Slow down, breathe easy, make a poem of your life. Don't let life rush by; reflect. Look for beauty and rejuvenate your soul.
Showing posts with label Seasons. Show all posts
Showing posts with label Seasons. Show all posts

Tuesday, 12 April 2011

Seasons of Challenge and Healing

Life is so full of seasons, of unexpected twists and turns. Sometimes it's a rollercoaster ride of fun, sometimes the rapid-fire ups and downs can make you nauseous.
Sometimes the changes are slower, the shifts less perceptible.
Life brings its seasons of challenge and then of healing.
Othertimes, life plateaus - this is a good season too, a season of rest, of comfort or fulfilment.
I'm in challenge at the moment. Its not easy, but it's a period of growth.
Where are you?
What is the good in this part of the journey for you?
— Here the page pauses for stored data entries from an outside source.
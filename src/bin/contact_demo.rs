//! Demo that renders a sample application email to stdout and, when SMTP
//! env vars are present, sends it to the configured inbox.

use chrono::Utc;
use d4_community_site::contact::{ist_timestamp, render_email_html, ContactSubmission};
use d4_community_site::notify::EmailSender;

#[tokio::main]
async fn main() {
    tracing_subscriber::fmt().with_target(false).init();
    let _ = dotenvy::dotenv();

    let sample = ContactSubmission {
        name: "Asha Verma".to_string(),
        email: "asha@example.com".to_string(),
        phone: Some("+91 98765 43210".to_string()),
        role: Some("Student".to_string()),
        interest: vec!["Web Dev".to_string(), "AI/ML".to_string()],
        experience: Some("Beginner (0-1 years)".to_string()),
        subject: Some("Volunteering at the next hackathon".to_string()),
        other: None,
        message: "Hi! I'd love to help organize Hack-N-Win 3.0.\nWhere do I sign up?".to_string(),
    };

    println!("{}", render_email_html(&sample, &ist_timestamp(Utc::now())));

    match EmailSender::from_env() {
        Ok(mailer) => match mailer.send_application(&sample).await {
            Ok(()) => println!("contact-demo: email sent"),
            Err(e) => println!("contact-demo: send failed: {e:#}"),
        },
        Err(e) => println!("contact-demo: SMTP not configured ({e:#}), rendered only"),
    }
}
// src/events/providers/mod.rs
pub mod commudle;
pub mod devfolio;

use std::time::Duration;

/// Shared outbound client settings for the event feeds. Some feed CDNs
/// reject requests without a browser-looking user agent.
pub(crate) fn feed_client() -> reqwest::Client {
    reqwest::Client::builder()
        .user_agent("Mozilla/5.0 (Windows NT 10.0; Win64; x64) AppleWebKit/537.36")
        .connect_timeout(Duration::from_secs(4))
        .timeout(Duration::from_secs(10))
        .build()
        .expect("reqwest client")
}
// src/carousel.rs
//! Looping event carousel: a pure, testable state machine plus a small
//! Tokio driver for autoplay and the wraparound teleport.
//!
//! The rendered strip is the item list padded on both ends (last
//! `visible_count` items prepended, first `visible_count` appended), so a
//! transition can run past either edge onto duplicated content and the index
//! is then silently mapped back into the real range with animation off.

use serde::Serialize;
use std::sync::{Arc, Mutex};
use std::time::Duration;
use tokio::task::JoinHandle;

use crate::events::types::DisplayEvent;

/// Production autoplay cadence.
pub const AUTO_SCROLL_DELAY: Duration = Duration::from_secs(5);
/// How long a slide transition runs before an out-of-range index may be
/// teleported back without visible movement.
pub const TRANSITION_DELAY: Duration = Duration::from_millis(500);

/// Cards shown simultaneously for a viewport width. Fixed breakpoints; a
/// change resets the carousel to the first item rather than trying to keep
/// mid-resize continuity.
pub fn visible_count_for(width: u32) -> usize {
    if width < 640 {
        1
    } else if width < 1024 {
        2
    } else {
        3
    }
}

/// Snapshot handed to the presentation layer.
#[derive(Debug, Clone, Serialize)]
pub struct CarouselView {
    pub window: Vec<DisplayEvent>,
    pub index: usize,
    pub visible_count: usize,
    pub active_dot: usize,
    pub animate: bool,
}

#[derive(Debug, Clone)]
pub struct CarouselState {
    items: Vec<DisplayEvent>,
    visible_count: usize,
    /// Position over the padded strip. Signed: user input may transiently
    /// run past either pad before the teleport settles it.
    index: isize,
    paused: bool,
    animate: bool,
}

impl CarouselState {
    pub fn new(items: Vec<DisplayEvent>, visible_count: usize) -> Self {
        let visible_count = visible_count.max(1);
        Self {
            items,
            visible_count,
            index: visible_count as isize,
            paused: false,
            animate: true,
        }
    }

    pub fn with_viewport(items: Vec<DisplayEvent>, width: u32) -> Self {
        Self::new(items, visible_count_for(width))
    }

    pub fn len(&self) -> usize {
        self.items.len()
    }

    pub fn is_empty(&self) -> bool {
        self.items.is_empty()
    }

    pub fn visible_count(&self) -> usize {
        self.visible_count
    }

    pub fn index(&self) -> isize {
        self.index
    }

    pub fn paused(&self) -> bool {
        self.paused
    }

    pub fn animate(&self) -> bool {
        self.animate
    }

    /// Navigation is disabled when every item already fits in the window.
    pub fn nav_enabled(&self) -> bool {
        self.items.len() > self.visible_count
    }

    /// Advance one slide. Returns `false` as a no-op signal when navigation
    /// is disabled.
    pub fn next(&mut self) -> bool {
        if !self.nav_enabled() {
            return false;
        }
        self.animate = true;
        self.index += 1;
        true
    }

    pub fn previous(&mut self) -> bool {
        if !self.nav_enabled() {
            return false;
        }
        self.animate = true;
        self.index -= 1;
        true
    }

    /// Jump straight to item `i` (dot navigation). `i` is an item index in
    /// `[0, len)`; the stored index is offset by the left pad.
    pub fn jump_to(&mut self, i: usize) {
        if self.items.is_empty() {
            return;
        }
        self.animate = true;
        self.index = (i % self.items.len() + self.visible_count) as isize;
    }

    pub fn set_paused(&mut self, paused: bool) {
        self.paused = paused;
    }

    /// True while the index sits on padded (duplicated) content.
    pub fn needs_teleport(&self) -> bool {
        let len = self.items.len() as isize;
        let vc = self.visible_count as isize;
        len > 0 && (self.index >= len + vc || self.index < vc)
    }

    /// Map an out-of-range index back to the equivalent real position, with
    /// animation off so the reset is invisible. Idempotent when in range.
    pub fn teleport(&mut self) {
        let len = self.items.len() as isize;
        let vc = self.visible_count as isize;
        if len == 0 {
            return;
        }
        let mut moved = false;
        while self.index >= len + vc {
            self.index -= len;
            moved = true;
        }
        while self.index < vc {
            self.index += len;
            moved = true;
        }
        if moved {
            self.animate = false;
        }
    }

    /// Recompute the window size for a new viewport width. A changed window
    /// resets to the first item; same width bucket is a no-op.
    pub fn on_resize(&mut self, width: u32) {
        let vc = visible_count_for(width);
        if vc != self.visible_count {
            self.visible_count = vc;
            self.index = vc as isize;
            self.animate = true;
        }
    }

    /// Pagination indicator, always in `[0, len)` even while the index is
    /// transiently out of range.
    pub fn active_dot(&self) -> usize {
        let len = self.items.len() as isize;
        if len == 0 {
            return 0;
        }
        (self.index - self.visible_count as isize).rem_euclid(len) as usize
    }

    /// Item behind a padded-strip position.
    fn slide_item(&self, padded_pos: isize) -> &DisplayEvent {
        let len = self.items.len() as isize;
        let real = (padded_pos - self.visible_count as isize).rem_euclid(len) as usize;
        &self.items[real]
    }

    pub fn view(&self) -> CarouselView {
        let window = if self.items.is_empty() {
            Vec::new()
        } else {
            (self.index..self.index + self.visible_count as isize)
                .map(|p| self.slide_item(p).clone())
                .collect()
        };
        CarouselView {
            window,
            index: self.index.max(0) as usize,
            visible_count: self.visible_count,
            active_dot: self.active_dot(),
            animate: self.animate,
        }
    }
}

type SharedState = Arc<Mutex<CarouselState>>;

/// Owns the autoplay interval and the pending teleport for one mounted
/// carousel. Dropping the driver aborts both tasks, so nothing touches the
/// state after disposal.
pub struct CarouselDriver {
    state: SharedState,
    transition: Duration,
    autoplay: JoinHandle<()>,
    pending_teleport: Arc<Mutex<Option<JoinHandle<()>>>>,
}

impl CarouselDriver {
    /// Production cadence: 5 s autoplay, 500 ms transition.
    pub fn spawn_default(state: CarouselState) -> Self {
        Self::spawn(state, AUTO_SCROLL_DELAY, TRANSITION_DELAY)
    }

    pub fn spawn(state: CarouselState, autoplay_every: Duration, transition: Duration) -> Self {
        let state: SharedState = Arc::new(Mutex::new(state));
        let pending_teleport: Arc<Mutex<Option<JoinHandle<()>>>> = Arc::new(Mutex::new(None));

        let autoplay = tokio::spawn({
            let state = Arc::clone(&state);
            let pending = Arc::clone(&pending_teleport);
            async move {
                let mut ticker = tokio::time::interval(autoplay_every);
                // The first tick of `interval` completes immediately; swallow
                // it so the first advance happens one full period in.
                ticker.tick().await;
                loop {
                    ticker.tick().await;
                    let advanced = {
                        let mut s = state.lock().expect("carousel state poisoned");
                        if s.paused() {
                            false
                        } else {
                            s.next()
                        }
                    };
                    if advanced {
                        schedule_teleport(&state, &pending, transition);
                    }
                }
            }
        });

        Self {
            state,
            transition,
            autoplay,
            pending_teleport,
        }
    }

    pub fn next(&self) -> bool {
        let advanced = self.lock().next();
        if advanced {
            schedule_teleport(&self.state, &self.pending_teleport, self.transition);
        }
        advanced
    }

    pub fn previous(&self) -> bool {
        let advanced = self.lock().previous();
        if advanced {
            schedule_teleport(&self.state, &self.pending_teleport, self.transition);
        }
        advanced
    }

    pub fn jump_to(&self, i: usize) {
        self.lock().jump_to(i);
        schedule_teleport(&self.state, &self.pending_teleport, self.transition);
    }

    /// Hover pause toggle, the only autoplay cancellation mechanism.
    pub fn set_paused(&self, paused: bool) {
        self.lock().set_paused(paused);
    }

    pub fn resize(&self, width: u32) {
        self.lock().on_resize(width);
        schedule_teleport(&self.state, &self.pending_teleport, self.transition);
    }

    pub fn view(&self) -> CarouselView {
        self.lock().view()
    }

    fn lock(&self) -> std::sync::MutexGuard<'_, CarouselState> {
        self.state.lock().expect("carousel state poisoned")
    }
}

/// Replace any pending teleport with a fresh one when the index sits on
/// padded content; cancel it otherwise (a later action may have brought the
/// index back in range).
fn schedule_teleport(
    state: &SharedState,
    pending: &Arc<Mutex<Option<JoinHandle<()>>>>,
    transition: Duration,
) {
    let needs = state
        .lock()
        .expect("carousel state poisoned")
        .needs_teleport();

    let mut slot = pending.lock().expect("teleport slot poisoned");
    if let Some(h) = slot.take() {
        h.abort();
    }
    if !needs {
        return;
    }
    let state = Arc::clone(state);
    *slot = Some(tokio::spawn(async move {
        tokio::time::sleep(transition).await;
        state.lock().expect("carousel state poisoned").teleport();
    }));
}

impl Drop for CarouselDriver {
    fn drop(&mut self) {
        self.autoplay.abort();
        if let Ok(mut slot) = self.pending_teleport.lock() {
            if let Some(h) = slot.take() {
                h.abort();
            }
        }
    }
}
// src/contact.rs
//! Contact/application form: submission shape, validation, and the HTML
//! email rendered for the community inbox. Every interpolated field is
//! escaped; optional fields render only when actually provided.

use chrono::{DateTime, FixedOffset, Utc};
use serde::Deserialize;

pub const VALIDATION_ERROR: &str = "Name, email, and message are required";
pub const NOT_CONFIGURED_ERROR: &str =
    "Email service is not configured. Please contact the administrator.";
pub const SEND_FAILED_ERROR: &str = "Failed to send email. Please try again later.";
pub const SUCCESS_MESSAGE: &str = "Form submitted successfully! We'll contact you soon.";

const BANNER_IMAGE_URL: &str =
    "https://media.licdn.com/dms/image/v2/D4D3DAQEWfoiP69F5Mw/image-scale_191_1128/0/1736758649950/d4community_cover";

#[derive(Debug, Clone, Default, Deserialize)]
pub struct ContactSubmission {
    #[serde(default)]
    pub name: String,
    #[serde(default)]
    pub email: String,
    #[serde(default)]
    pub phone: Option<String>,
    #[serde(default)]
    pub role: Option<String>,
    #[serde(default)]
    pub interest: Vec<String>,
    #[serde(default)]
    pub experience: Option<String>,
    #[serde(default)]
    pub subject: Option<String>,
    #[serde(default)]
    pub other: Option<String>,
    #[serde(default)]
    pub message: String,
}

impl ContactSubmission {
    /// Name, email and message are the required trio; everything else is
    /// optional decoration on the email.
    pub fn validate(&self) -> Result<(), &'static str> {
        if self.name.trim().is_empty()
            || self.email.trim().is_empty()
            || self.message.trim().is_empty()
        {
            return Err(VALIDATION_ERROR);
        }
        Ok(())
    }

    pub fn subject_line(&self) -> String {
        match self.subject.as_deref().filter(|s| !s.trim().is_empty()) {
            Some(s) => format!("D4 Community: {s}"),
            None => "New D4 Community Application".to_string(),
        }
    }
}

/// Escape the five HTML special characters.
pub fn escape_html(s: &str) -> String {
    s.replace('&', "&amp;")
        .replace('<', "&lt;")
        .replace('>', "&gt;")
        .replace('"', "&quot;")
        .replace('\'', "&#39;")
}

/// Escaped text with newlines turned into `<br>` for the message block.
fn escape_multiline(s: &str) -> String {
    escape_html(s).replace('\n', "<br>")
}

/// Submission timestamp in IST, the community's home timezone.
pub fn ist_timestamp(now: DateTime<Utc>) -> String {
    let ist = FixedOffset::east_opt(5 * 3600 + 1800).expect("valid IST offset");
    now.with_timezone(&ist)
        .format("%b %-d, %Y, %-I:%M %p")
        .to_string()
}

fn info_row(label: &str, value: &str) -> String {
    format!(
        "<tr class=\"info-row\"><td class=\"info-label\">{label}</td>\
         <td class=\"info-value\">{value}</td></tr>"
    )
}

/// Render the application email. `submitted_at` is a preformatted display
/// string so tests stay deterministic.
pub fn render_email_html(sub: &ContactSubmission, submitted_at: &str) -> String {
    let name = escape_html(&sub.name);
    let email = escape_html(&sub.email);
    let role = escape_html(sub.role.as_deref().unwrap_or("Not provided"));
    let message = escape_multiline(&sub.message);

    let mut rows = String::new();
    rows.push_str(&info_row(
        "Email:",
        &format!("<a href=\"mailto:{email}\">{email}</a>"),
    ));
    if let Some(phone) = sub.phone.as_deref().filter(|v| !v.trim().is_empty()) {
        rows.push_str(&info_row("Phone:", &escape_html(phone)));
    }
    if let Some(exp) = sub.experience.as_deref().filter(|v| !v.trim().is_empty()) {
        rows.push_str(&info_row("Experience:", &escape_html(exp)));
    }
    if let Some(subject) = sub.subject.as_deref().filter(|v| !v.trim().is_empty()) {
        rows.push_str(&info_row("Subject:", &escape_html(subject)));
    }
    if let Some(other) = sub.other.as_deref().filter(|v| !v.trim().is_empty()) {
        rows.push_str(&info_row("Additional Info:", &escape_html(other)));
    }

    let interests = if sub.interest.is_empty() {
        String::new()
    } else {
        let tags: String = sub
            .interest
            .iter()
            .map(|i| format!("<span class=\"interest-tag\">{}</span>", escape_html(i)))
            .collect();
        format!(
            "<div class=\"interests-container\">\
             <div class=\"info-label\">Areas of Interest:</div>\
             <div class=\"interests\">{tags}</div></div>"
        )
    };

    format!(
        r#"<!DOCTYPE html>
<html>
<head>
  <meta charset="utf-8">
  <meta name="viewport" content="width=device-width, initial-scale=1.0">
  <title>New D4 Community Application</title>
  <style>
    body {{ font-family: -apple-system, 'Segoe UI', Roboto, Helvetica, Arial, sans-serif;
           line-height: 1.6; color: #333; background-color: #000; margin: 0; }}
    .email-wrapper {{ max-width: 600px; margin: 0 auto; background: #000; }}
    .banner-img {{ display: block; width: 100%; max-width: 600px; height: auto; border: 0; }}
    .content-container {{ padding: 30px 20px; }}
    .email-title {{ font-size: 22px; font-weight: 700; color: #fff; text-align: center; }}
    .email-subtitle {{ font-size: 14px; color: #e5c377; text-align: center; }}
    .info-card, .message-section {{ background: #fff; border-radius: 12px; padding: 20px;
           margin-top: 20px; border: 1px solid #e5e7eb; }}
    .applicant-name {{ font-size: 18px; font-weight: 600; color: #111827; }}
    .applicant-role {{ font-size: 14px; color: #6b7280; margin-bottom: 20px; }}
    .info-grid {{ width: 100%; border-collapse: collapse; }}
    .info-label {{ padding: 10px 8px 10px 0; font-size: 13px; font-weight: 600; color: #4b5563;
           text-transform: uppercase; letter-spacing: 0.5px; width: 35%; vertical-align: top; }}
    .info-value {{ padding: 10px 0; font-size: 15px; color: #111827; word-break: break-word; }}
    .info-value a {{ color: #3b82f6; text-decoration: none; }}
    .message-content {{ font-size: 15px; color: #4b5563; background: #f9fafb; padding: 18px;
           border-radius: 8px; border: 1px solid #e5e7eb; word-wrap: break-word; }}
    .interests {{ display: flex; flex-wrap: wrap; gap: 6px; margin-top: 8px; }}
    .interest-tag {{ background: #e0e7ff; color: #3730a3; padding: 5px 10px; border-radius: 12px;
           font-size: 12px; border: 1px solid #c7d2fe; }}
    .action-card {{ background: #f0f9ff; border-radius: 12px; padding: 18px; margin-top: 20px;
           border: 1px solid #bae6fd; }}
    .action-title {{ color: #0369a1; font-size: 15px; font-weight: 600; }}
    .action-text {{ color: #0c4a6e; font-size: 14px; }}
    .footer {{ margin-top: 30px; padding-top: 20px; border-top: 1px solid #374151;
           text-align: center; color: #9ca3af; font-size: 14px; }}
    .footer-logo {{ color: #fff; font-weight: 700; font-size: 16px; }}
    .footer-tagline {{ color: #e5c377; font-size: 13px; margin-bottom: 12px; }}
    .footer a {{ color: #60a5fa; text-decoration: none; }}
    .timestamp {{ margin-top: 12px; font-size: 12px; font-style: italic; }}
  </style>
</head>
<body>
  <div class="email-wrapper">
    <div class="banner-section">
      <img src="{BANNER_IMAGE_URL}" alt="D4 Community" class="banner-img" width="600">
    </div>
    <div class="content-container">
      <div class="email-header">
        <h1 class="email-title">New Community Application</h1>
        <p class="email-subtitle">Someone wants to join D4 Community</p>
      </div>
      <div class="info-card">
        <h2 class="applicant-name">{name}</h2>
        <p class="applicant-role">{role}</p>
        <table class="info-grid">{rows}</table>
        {interests}
      </div>
      <div class="message-section">
        <h3 class="section-title">Message:</h3>
        <div class="message-content">{message}</div>
      </div>
      <div class="action-card">
        <h4 class="action-title">Action Required</h4>
        <p class="action-text">This applicant is excited to join D4 Community!
        Please respond within 24 hours to welcome them and provide next steps.</p>
      </div>
      <div class="footer">
        <div class="footer-logo">D4 Community</div>
        <div class="footer-tagline">Discite &bull; Develop &bull; Debug &bull; Deploy</div>
        <div class="footer-email"><a href="mailto:help.d4community@gmail.com">help.d4community@gmail.com</a></div>
        <div class="timestamp">Submitted on {submitted_at}</div>
      </div>
    </div>
  </div>
</body>
</html>"#
    )
}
This poem is an account of two life shifts: from the challenge of loss, to the healing of new companionship.

Transitions

Earth-spattered roses marked you transition
From one life to another, but unlike your love,
The move took you to no higher world,
No paradise where you might breathe lightly again,
But left you treading the same patterns through the day
As always; at night lying alone beneath an empty sky.

Roses on a coffin lid; the first handful
Of cold dirt fell like rain, but lifted
No regenerate beauty from her cold bones.
You walked away (I imagine all of this)
With the same dignity you have carried all the years since:
Uncowed by fate or chance, bereft not beaten.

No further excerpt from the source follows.